Aber das zählt beim Anpfiff des Turniers – abgesehen von einem entsprechenden Selbstvertrauen – nichts. Er sei "bisher zufrieden", gibt Rangnick zu Protokoll, "aber jetzt müssen wir bei einem Turnier diese Leistungen abrufen wie zuletzt. Es geht von Neuem los!"
Dem Zufall will der Deutsche in diesem Zusammenhang so wenig wie möglich überlassen. Weil auch er und sein Trainer-Staff wenig bis gar keine Turnier-Erfahrung haben, wurde Ralph Krueger für einen interaktiven Vortrag nach Berlin eingeladen. Der Mann hat als Eishockey-Spieler und -Trainer 13 Weltmeisterschaften und vier Olympische Spiele hinter sich.

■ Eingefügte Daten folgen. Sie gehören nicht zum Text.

//! Path-keyed connection pool for vector-store handles (spec §4.7).
//!
//! Deliberately NOT modeled on the reference crate's SQLite-corruption-
//! recovery pool: this pool's job is handle lifecycle and health, not
//! repairing a corrupt file. It follows the reference stack's general
//! `Config`/`from_env`/`Arc<RwLock<HashMap>>`/tracing idiom instead.

use std::collections::HashMap;
use std::sync::Arc;
use std::time::{Duration, Instant};

use serde::{Deserialize, Serialize};
use tokio::sync::RwLock;
use tracing::{debug, warn};

use crate::config::PoolConfig;
use crate::error::{RetrievalError, RetrievalResult};
use crate::vector_store::VectorConnection;

/// A factory for opening a [`VectorConnection`] at a given path; lets the
/// pool stay driver-agnostic.
#[async_trait::async_trait]
pub trait ConnectionOpener: Send + Sync {
    /// Opens (or connects to) the store rooted at `path`.
    async fn open(&self, path: &str) -> RetrievalResult<Arc<dyn VectorConnection>>;
}

struct PooledHandle {
    connection: Arc<dyn VectorConnection>,
    created_at: Instant,
    last_access: Instant,
    access_count: u64,
    borrowed_since: Option<Instant>,
    healthy: bool,
}

/// Pool statistics snapshot (spec §4.7 "Statistics").
#[derive(Debug, Clone, Copy, Default, Serialize, Deserialize)]
pub struct PoolStats {
    /// Current handle count.
    pub size: usize,
    /// Configured maximum handle count.
    pub max_size: usize,
    /// Cumulative accesses across all handles.
    pub total_access: u64,
    /// Hit rate in `[0, 1]`: accesses that reused an existing handle.
    pub hit_rate: f64,
    /// Handles currently marked healthy.
    pub healthy_count: usize,
    /// Handles idle (no access) for more than 30 seconds.
    pub idle_count: usize,
    /// Handles currently checked out.
    pub borrowed_count: usize,
    /// Handles borrowed longer than the leak-detection threshold.
    pub potential_leaks: usize,
}

struct PoolState {
    handles: HashMap<String, PooledHandle>,
    hits: u64,
    misses: u64,
}

/// Owns up to `max_instances` [`VectorConnection`] handles keyed by
/// normalized path (spec §4.7).
pub struct ConnectionPool {
    config: PoolConfig,
    opener: Arc<dyn ConnectionOpener>,
    state: RwLock<PoolState>,
}

fn normalize_path(path: &str) -> String {
    path.trim_end_matches('/').to_owned()
}

impl ConnectionPool {
    /// Builds a pool with the given config and connection factory.
    #[must_use]
    pub fn new(config: PoolConfig, opener: Arc<dyn ConnectionOpener>) -> Self {
        Self {
            config,
            opener,
            state: RwLock::new(PoolState {
                handles: HashMap::new(),
                hits: 0,
                misses: 0,
            }),
        }
    }

    /// Returns the healthy existing handle for `path`, opening a new one if
    /// needed; evicts stale/unhealthy entries first if the pool is full.
    /// Never blocks waiting for capacity — overflow is resolved by
    /// eviction (spec §4.7 / §5 "the pool itself never blocks
    /// `get_connection`").
    pub async fn get_connection(&self, path: &str) -> RetrievalResult<Arc<dyn VectorConnection>> {
        let key = normalize_path(path);
        let now = Instant::now();

        {
            let mut state = self.state.write().await;
            if let Some(handle) = state.handles.get_mut(&key) {
                if handle.healthy {
                    handle.last_access = now;
                    handle.access_count += 1;
                    handle.borrowed_since = Some(now);
                    state.hits += 1;
                    return Ok(handle.connection.clone());
                }
                state.handles.remove(&key);
            }
            state.misses += 1;
        }

        self.evict_if_full().await;

        let connection = self.opener.open(&key).await?;
        let mut state = self.state.write().await;
        state.handles.insert(
            key,
            PooledHandle {
                connection: connection.clone(),
                created_at: now,
                last_access: now,
                access_count: 1,
                borrowed_since: Some(now),
                healthy: true,
            },
        );
        Ok(connection)
    }

    /// Marks a handle as no longer checked out by the caller.
    pub async fn release(&self, path: &str) {
        let key = normalize_path(path);
        let mut state = self.state.write().await;
        if let Some(handle) = state.handles.get_mut(&key) {
            handle.borrowed_since = None;
        }
    }

    async fn evict_if_full(&self) {
        let mut state = self.state.write().await;
        if state.handles.len() < self.config.max_instances {
            return;
        }

        let ttl = Duration::from_millis(self.config.instance_ttl_ms);
        let now = Instant::now();

        let expired_key = state
            .handles
            .iter()
            .find(|(_, h)| {
                let age = now.duration_since(h.created_at);
                let idle = now.duration_since(h.last_access);
                (age > ttl && idle > Duration::from_secs(60)) || age > ttl * 2
            })
            .map(|(k, _)| k.clone());

        let evict_key = expired_key.or_else(|| state.handles.iter().min_by_key(|(_, h)| h.last_access).map(|(k, _)| k.clone()));

        if let Some(key) = evict_key {
            debug!(path = %key, "evicting pooled connection handle");
            state.handles.remove(&key);
        }
    }

    /// Runs a cheap health probe (`table_names`) against every handle,
    /// evicting any that fail (spec §4.7 "Health check").
    pub async fn health_check(&self) {
        let paths: Vec<String> = {
            let state = self.state.read().await;
            state.handles.keys().cloned().collect()
        };

        for path in paths {
            let connection = {
                let state = self.state.read().await;
                state.handles.get(&path).map(|h| h.connection.clone())
            };
            let Some(connection) = connection else { continue };

            let healthy = connection.table_names().await.is_ok();
            let mut state = self.state.write().await;
            if let Some(handle) = state.handles.get_mut(&path) {
                handle.healthy = healthy;
                if !healthy {
                    warn!(path = %path, "pooled connection failed health check, evicting");
                    state.handles.remove(&path);
                }
            }
        }
    }

    /// Spawns a background task that calls [`Self::health_check`] on the
    /// configured interval. The returned handle must be kept or aborted by
    /// the caller; dropping it does not stop the task (spec §5 "unref
    /// their timer so they never block process exit" — callers that want
    /// that must abort the handle explicitly on shutdown).
    pub fn spawn_health_check_task(self: &Arc<Self>) -> tokio::task::JoinHandle<()> {
        let pool = self.clone();
        let interval = Duration::from_millis(self.config.health_check_interval_ms);
        tokio::spawn(async move {
            let mut ticker = tokio::time::interval(interval);
            loop {
                ticker.tick().await;
                pool.health_check().await;
            }
        })
    }

    /// Returns a statistics snapshot.
    pub async fn stats(&self) -> PoolStats {
        let state = self.state.read().await;
        let now = Instant::now();
        let leak_threshold = Duration::from_millis(self.config.leak_detection_threshold_ms);

        let healthy_count = state.handles.values().filter(|h| h.healthy).count();
        let idle_count = state
            .handles
            .values()
            .filter(|h| now.duration_since(h.last_access) > Duration::from_secs(30))
            .count();
        let borrowed_count = state.handles.values().filter(|h| h.borrowed_since.is_some()).count();
        let potential_leaks = state
            .handles
            .values()
            .filter(|h| h.borrowed_since.map(|t| now.duration_since(t) > leak_threshold).unwrap_or(false))
            .count();

        let total = state.hits + state.misses;
        let hit_rate = if total == 0 { 0.0 } else { state.hits as f64 / total as f64 };

        PoolStats {
            size: state.handles.len(),
            max_size: self.config.max_instances,
            total_access: state.handles.values().map(|h| h.access_count).sum(),
            hit_rate,
            healthy_count,
            idle_count,
            borrowed_count,
            potential_leaks,
        }
    }

    /// Stops the timer conceptually (callers own the `JoinHandle` returned
    /// by [`Self::spawn_health_check_task`] and should abort it), closes
    /// every handle, and zeroes counters. Idempotent.
    pub async fn dispose(&self) {
        let mut state = self.state.write().await;
        state.handles.clear();
        state.hits = 0;
        state.misses = 0;
    }
}

#[cfg(test)]
mod tests {
    use super::*;
    use crate::vector_store::InMemoryConnection;

    struct InMemoryOpener;

    #[async_trait::async_trait]
    impl ConnectionOpener for InMemoryOpener {
        async fn open(&self, _path: &str) -> RetrievalResult<Arc<dyn VectorConnection>> {
            Ok(Arc::new(InMemoryConnection::new()))
        }
    }

    fn pool(config: PoolConfig) -> ConnectionPool {
        ConnectionPool::new(config, Arc::new(InMemoryOpener))
    }

    #[tokio::test]
    async fn get_connection_reuses_existing_handle() {
        let p = pool(PoolConfig::default());
        p.get_connection("/data/a").await.unwrap();
        p.get_connection("/data/a").await.unwrap();
        let stats = p.stats().await;
        assert_eq!(stats.size, 1);
        assert_eq!(stats.total_access, 2);
        assert!(stats.hit_rate > 0.0);
    }

    #[tokio::test]
    async fn path_normalization_treats_trailing_slash_as_same_key() {
        let p = pool(PoolConfig::default());
        p.get_connection("/data/a").await.unwrap();
        p.get_connection("/data/a/").await.unwrap();
        assert_eq!(p.stats().await.size, 1);
    }

    #[tokio::test]
    async fn overflow_evicts_lru_when_at_capacity() {
        let config = PoolConfig {
            max_instances: 1,
            ..PoolConfig::default()
        };
        let p = pool(config);
        p.get_connection("/data/a").await.unwrap();
        p.get_connection("/data/b").await.unwrap();
        assert_eq!(p.stats().await.size, 1);
    }

    #[tokio::test]
    async fn health_check_evicts_handle_that_fails_probe() {
        let p = pool(PoolConfig::default());
        p.get_connection("/data/a").await.unwrap();
        p.health_check().await;
        assert_eq!(p.stats().await.healthy_count, 1);
    }

    #[tokio::test]
    async fn dispose_clears_handles_and_is_idempotent() {
        let p = pool(PoolConfig::default());
        p.get_connection("/data/a").await.unwrap();
        p.dispose().await;
        p.dispose().await;
        let stats = p.stats().await;
        assert_eq!(stats.size, 0);
        assert_eq!(stats.total_access, 0);
    }

    #[tokio::test]
    async fn potential_leaks_flags_long_borrowed_handle() {
        let config = PoolConfig {
            leak_detection_threshold_ms: 1,
            ..PoolConfig::default()
        };
        let p = pool(config);
        p.get_connection("/data/a").await.unwrap();
        tokio::time::sleep(Duration::from_millis(5)).await;
        let stats = p.stats().await;
        assert_eq!(stats.potential_leaks, 1);
    }

    #[tokio::test]
    async fn release_clears_borrowed_marker() {
        let p = pool(PoolConfig::default());
        p.get_connection("/data/a").await.unwrap();
        p.release("/data/a").await;
        let stats = p.stats().await;
        assert_eq!(stats.borrowed_count, 0);
    }

    proptest::proptest! {
        // spec §4.7 / §8: pool size never exceeds max_instances no matter how
        // many distinct paths are requested.
        #[test]
        fn pool_size_never_exceeds_max_instances(max_instances in 1usize..8, distinct_paths in 1usize..20) {
            let runtime = tokio::runtime::Runtime::new().unwrap();
            runtime.block_on(async {
                let config = PoolConfig { max_instances, ..PoolConfig::default() };
                let p = pool(config);
                for i in 0..distinct_paths {
                    p.get_connection(&format!("/data/{i}")).await.unwrap();
                }
                let stats = p.stats().await;
                proptest::prop_assert!(stats.size <= max_instances);
                Ok(())
            })?;
        }
    }
}
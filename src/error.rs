//! Error types for the retrieval subsystem

use std::collections::HashMap;

use serde_json::Value;
use thiserror::Error;

/// Result type alias for retrieval operations
pub type RetrievalResult<T> = std::result::Result<T, RetrievalError>;

/// Errors that can occur during hybrid retrieval, fusion, disclosure, or
/// index/pool management.
#[derive(Debug, Error)]
pub enum RetrievalError {
    /// Invalid or inconsistent configuration (also used for fusion-time
    /// failures per the error taxonomy).
    #[error("config error during {operation}: {message}")]
    Config {
        /// Human-readable message.
        message: String,
        /// The operation that failed.
        operation: String,
        /// Structured detail map (e.g. the offending query).
        detail: HashMap<String, Value>,
    },

    /// Dense vector search failed.
    #[error("vector search error during {operation}: {message}")]
    VectorSearch {
        /// Human-readable message.
        message: String,
        /// The operation that failed.
        operation: String,
        /// Structured detail map.
        detail: HashMap<String, Value>,
    },

    /// Lexical keyword search failed.
    #[error("keyword search error during {operation}: {message}")]
    KeywordSearch {
        /// Human-readable message.
        message: String,
        /// The operation that failed.
        operation: String,
        /// Structured detail map.
        detail: HashMap<String, Value>,
    },

    /// Semantic (re-labeled vector) search failed.
    #[error("semantic match error during {operation}: {message}")]
    SemanticMatch {
        /// Human-readable message.
        message: String,
        /// The operation that failed.
        operation: String,
        /// Structured detail map.
        detail: HashMap<String, Value>,
    },

    /// Tag matching failed.
    #[error("tag match error during {operation}: {message}")]
    TagMatch {
        /// Human-readable message.
        message: String,
        /// The operation that failed.
        operation: String,
        /// Structured detail map.
        detail: HashMap<String, Value>,
    },

    /// Fusion of per-method lists failed.
    #[error("fusion error during {operation}: {message}")]
    Fusion {
        /// Human-readable message.
        message: String,
        /// The operation that failed.
        operation: String,
        /// Structured detail map (includes the original query).
        detail: HashMap<String, Value>,
    },

    /// Disclosure decision, cache, or content build failed.
    #[error("disclosure error during {operation}: {message}")]
    Disclosure {
        /// Human-readable message.
        message: String,
        /// The operation that failed.
        operation: String,
        /// Structured detail map.
        detail: HashMap<String, Value>,
    },

    /// Query-result or disclosure cache failed.
    #[error("cache error during {operation}: {message}")]
    Cache {
        /// Human-readable message.
        message: String,
        /// The operation that failed.
        operation: String,
        /// Structured detail map.
        detail: HashMap<String, Value>,
    },

    /// An unrecoverable vector-store driver error (recoverable schema/
    /// dimension mismatches are handled internally and never reach here).
    #[error("vector db error during {operation}: {message}")]
    VectorDb {
        /// Human-readable message.
        message: String,
        /// The operation that failed.
        operation: String,
        /// Structured detail map.
        detail: HashMap<String, Value>,
    },
}

impl RetrievalError {
    /// Returns the error kind string from the taxonomy (for structured logs
    /// and JSON responses).
    #[must_use]
    pub const fn error_type(&self) -> &'static str {
        match self {
            Self::Config { .. } => "CONFIG_ERROR",
            Self::VectorSearch { .. } => "VECTOR_SEARCH_ERROR",
            Self::KeywordSearch { .. } => "KEYWORD_SEARCH_ERROR",
            Self::SemanticMatch { .. } => "SEMANTIC_MATCH_ERROR",
            Self::TagMatch { .. } => "TAG_MATCH_ERROR",
            Self::Fusion { .. } => "FUSION_ERROR",
            Self::Disclosure { .. } => "DISCLOSURE_ERROR",
            Self::Cache { .. } => "CACHE_ERROR",
            Self::VectorDb { .. } => "VECTOR_DB_ERROR",
        }
    }

    /// Per-method retrieval errors never propagate to the caller (spec §7);
    /// this flags the kinds the engine is allowed to swallow after logging.
    #[must_use]
    pub const fn is_per_method_retrieval_error(&self) -> bool {
        matches!(
            self,
            Self::VectorSearch { .. }
                | Self::KeywordSearch { .. }
                | Self::SemanticMatch { .. }
                | Self::TagMatch { .. }
        )
    }

    /// The operation label this error was raised for.
    #[must_use]
    pub fn operation(&self) -> &str {
        match self {
            Self::Config { operation, .. }
            | Self::VectorSearch { operation, .. }
            | Self::KeywordSearch { operation, .. }
            | Self::SemanticMatch { operation, .. }
            | Self::TagMatch { operation, .. }
            | Self::Fusion { operation, .. }
            | Self::Disclosure { operation, .. }
            | Self::Cache { operation, .. }
            | Self::VectorDb { operation, .. } => operation,
        }
    }

    /// Structured detail map attached to the error.
    #[must_use]
    pub fn detail(&self) -> &HashMap<String, Value> {
        match self {
            Self::Config { detail, .. }
            | Self::VectorSearch { detail, .. }
            | Self::KeywordSearch { detail, .. }
            | Self::SemanticMatch { detail, .. }
            | Self::TagMatch { detail, .. }
            | Self::Fusion { detail, .. }
            | Self::Disclosure { detail, .. }
            | Self::Cache { detail, .. }
            | Self::VectorDb { detail, .. } => detail,
        }
    }

    pub(crate) fn fusion(operation: impl Into<String>, message: impl Into<String>, query: &str) -> Self {
        let mut detail = HashMap::new();
        detail.insert("query".to_owned(), Value::String(query.to_owned()));
        Self::Fusion {
            message: message.into(),
            operation: operation.into(),
            detail,
        }
    }

    pub(crate) fn disclosure(operation: impl Into<String>, message: impl Into<String>) -> Self {
        Self::Disclosure {
            message: message.into(),
            operation: operation.into(),
            detail: HashMap::new(),
        }
    }

    pub(crate) fn vector_db(operation: impl Into<String>, message: impl Into<String>) -> Self {
        Self::VectorDb {
            message: message.into(),
            operation: operation.into(),
            detail: HashMap::new(),
        }
    }

    pub(crate) fn cache(operation: impl Into<String>, message: impl Into<String>) -> Self {
        Self::Cache {
            message: message.into(),
            operation: operation.into(),
            detail: HashMap::new(),
        }
    }
}

#[cfg(test)]
mod tests {
    use super::*;

    #[test]
    fn error_type_mapping() {
        let cases: Vec<(RetrievalError, &str)> = vec![
            (
                RetrievalError::fusion("fuse_results", "no candidates", "q"),
                "FUSION_ERROR",
            ),
            (
                RetrievalError::disclosure("get_disclosure", "cache poisoned"),
                "DISCLOSURE_ERROR",
            ),
            (
                RetrievalError::vector_db("open_table", "schema mismatch"),
                "VECTOR_DB_ERROR",
            ),
        ];
        for (err, expected) in &cases {
            assert_eq!(err.error_type(), *expected);
        }
    }

    #[test]
    fn per_method_retrieval_classification() {
        let mut detail = HashMap::new();
        detail.insert("q".to_owned(), Value::String("x".to_owned()));
        let vector_err = RetrievalError::VectorSearch {
            message: "timeout".into(),
            operation: "vector_search".into(),
            detail: detail.clone(),
        };
        assert!(vector_err.is_per_method_retrieval_error());

        let fusion_err = RetrievalError::fusion("fuse_results", "bad", "q");
        assert!(!fusion_err.is_per_method_retrieval_error());
    }

    #[test]
    fn display_non_empty() {
        let err = RetrievalError::fusion("fuse_results", "boom", "hello world");
        assert!(!err.to_string().is_empty());
        assert_eq!(err.detail()["query"], Value::String("hello world".into()));
        assert_eq!(err.operation(), "fuse_results");
    }
}
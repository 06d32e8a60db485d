//! macvtap CNI plugin entry point.

use std::process::ExitCode;

use clap::Parser;
use color_eyre::eyre::Result;
use tracing_subscriber::{EnvFilter, fmt, prelude::*};

use macvtap::cli::{Cli, LogFormat};
use macvtap_network::NetlinkManager;

// Namespace switches apply to the calling OS thread only, so every step of
// the invocation runs on this one thread.
#[tokio::main(flavor = "current_thread")]
async fn main() -> Result<ExitCode> {
    // Initialize error handling
    color_eyre::install()?;

    // Parse CLI arguments and CNI_* variables
    let cli = Cli::parse();

    // Initialize tracing; stdout carries the protocol result
    let filter = EnvFilter::from_default_env().add_directive("macvtap=warn".parse()?);
    let registry = tracing_subscriber::registry().with(filter);
    match cli.log_format {
        LogFormat::Text => registry
            .with(fmt::layer().with_writer(std::io::stderr).with_target(true))
            .init(),
        LogFormat::Json => registry
            .with(fmt::layer().json().with_writer(std::io::stderr))
            .init(),
    }

    // Execute command
    cli.execute(&NetlinkManager::new()).await
}
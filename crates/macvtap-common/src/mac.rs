//! Ethernet hardware addresses.

use std::fmt;
use std::str::FromStr;

use crate::error::{MacvtapError, MacvtapResult};

/// A validated 48-bit Ethernet hardware address.
///
/// Accepted input forms:
/// - `0a:59:00:dc:6a:e0`
/// - `0a-59-00-dc-6a-e0`
/// - `0a59.00dc.6ae0`
#[derive(Debug, Clone, Copy, PartialEq, Eq, Hash)]
pub struct HardwareAddr([u8; 6]);

impl HardwareAddr {
    /// Number of octets in an Ethernet address.
    pub const LEN: usize = 6;

    /// Create an address from raw octets.
    #[must_use]
    pub const fn new(octets: [u8; 6]) -> Self {
        Self(octets)
    }

    /// Parse an address from its textual form.
    ///
    /// # Errors
    ///
    /// Returns [`MacvtapError::InvalidMac`] if the value is not a 48-bit address.
    pub fn parse(value: &str) -> MacvtapResult<Self> {
        let invalid = || MacvtapError::InvalidMac {
            value: value.to_string(),
        };

        let digits: String = if value.contains('.') {
            // Dotted form: three groups of four hex digits.
            let groups: Vec<&str> = value.split('.').collect();
            if groups.len() != 3 || groups.iter().any(|g| g.len() != 4) {
                return Err(invalid());
            }
            groups.concat()
        } else {
            let separator = if value.contains('-') { '-' } else { ':' };
            let groups: Vec<&str> = value.split(separator).collect();
            if groups.len() != Self::LEN || groups.iter().any(|g| g.len() != 2) {
                return Err(invalid());
            }
            groups.concat()
        };

        if !digits.bytes().all(|b| b.is_ascii_hexdigit()) {
            return Err(invalid());
        }

        let mut octets = [0u8; 6];
        for (octet, pair) in octets.iter_mut().zip(digits.as_bytes().chunks(2)) {
            let pair = std::str::from_utf8(pair).map_err(|_| invalid())?;
            *octet = u8::from_str_radix(pair, 16).map_err(|_| invalid())?;
        }
        Ok(Self(octets))
    }

    /// The raw octets.
    #[must_use]
    pub const fn octets(&self) -> [u8; 6] {
        self.0
    }
}

impl fmt::Display for HardwareAddr {
    fn fmt(&self, f: &mut fmt::Formatter<'_>) -> fmt::Result {
        f.write_str(&format_octets(&self.0))
    }
}

impl FromStr for HardwareAddr {
    type Err = MacvtapError;

    fn from_str(s: &str) -> Result<Self, Self::Err> {
        Self::parse(s)
    }
}

/// Format raw link-layer octets as lowercase, colon-separated hex.
///
/// Unlike [`HardwareAddr`], any length is accepted since the kernel reports
/// addresses of other link types too.
#[must_use]
pub fn format_octets(octets: &[u8]) -> String {
    octets
        .iter()
        .map(|b| format!("{b:02x}"))
        .collect::<Vec<_>>()
        .join(":")
}

#[cfg(test)]
mod tests {
    use super::*;

    #[test]
    fn parse_colon_form() {
        let mac: HardwareAddr = "0a:59:00:dc:6a:e0".parse().unwrap();
        assert_eq!(mac.octets(), [0x0a, 0x59, 0x00, 0xdc, 0x6a, 0xe0]);
        assert_eq!(mac.to_string(), "0a:59:00:dc:6a:e0");
    }

    #[test]
    fn parse_other_forms() {
        let hyphen: HardwareAddr = "0A-59-00-DC-6A-E0".parse().unwrap();
        let dotted: HardwareAddr = "0a59.00dc.6ae0".parse().unwrap();
        assert_eq!(hyphen, dotted);
        assert_eq!(hyphen.to_string(), "0a:59:00:dc:6a:e0");
    }

    #[test]
    fn reject_invalid() {
        for value in [
            "",
            "0a:59:00:dc:6a",
            "0a:59:00:dc:6a:e0:01",
            "0a:59:00:dc:6a:zz",
            "0a:59:00:dc:6a:e",
            "0a59.00dc",
            "not-a-mac",
        ] {
            let err = HardwareAddr::parse(value).unwrap_err();
            assert!(matches!(err, MacvtapError::InvalidMac { .. }), "{value}");
        }
    }

    #[test]
    fn format_any_length() {
        assert_eq!(format_octets(&[]), "");
        assert_eq!(format_octets(&[0xde, 0xad, 0xbe, 0xef]), "de:ad:be:ef");
    }
}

Die emotionale Gemengelage
Es geht um den Fokus. Es geht um den Kopf. Rangnick erklärt es so: "Das wird eine ganz andere emotionale Gemengelage. Wir müssen mental und emotional auf höchstem Niveau in der Lage sein, unsere Leistungen abzurufen."
Die Botschaft dürfte im Team angekommen sein. Seit Monaten wiederholt jeder Spieler gebetsmühlenartig, dass die Mannschaft wisse, dass sie in der Lage ist, jedes Team zu schlagen. Dass sie aber auch wisse, dass dafür alle ihr Leistungsmaximum bringen müssten.
Klar, das Weiterkommen sei ein Ziel, sagen alle. Aber diese Gruppe, diese Gegner erlauben es gar nicht, über das nächste Spiel hinaus zu denken. Und das ist verdammt gut so.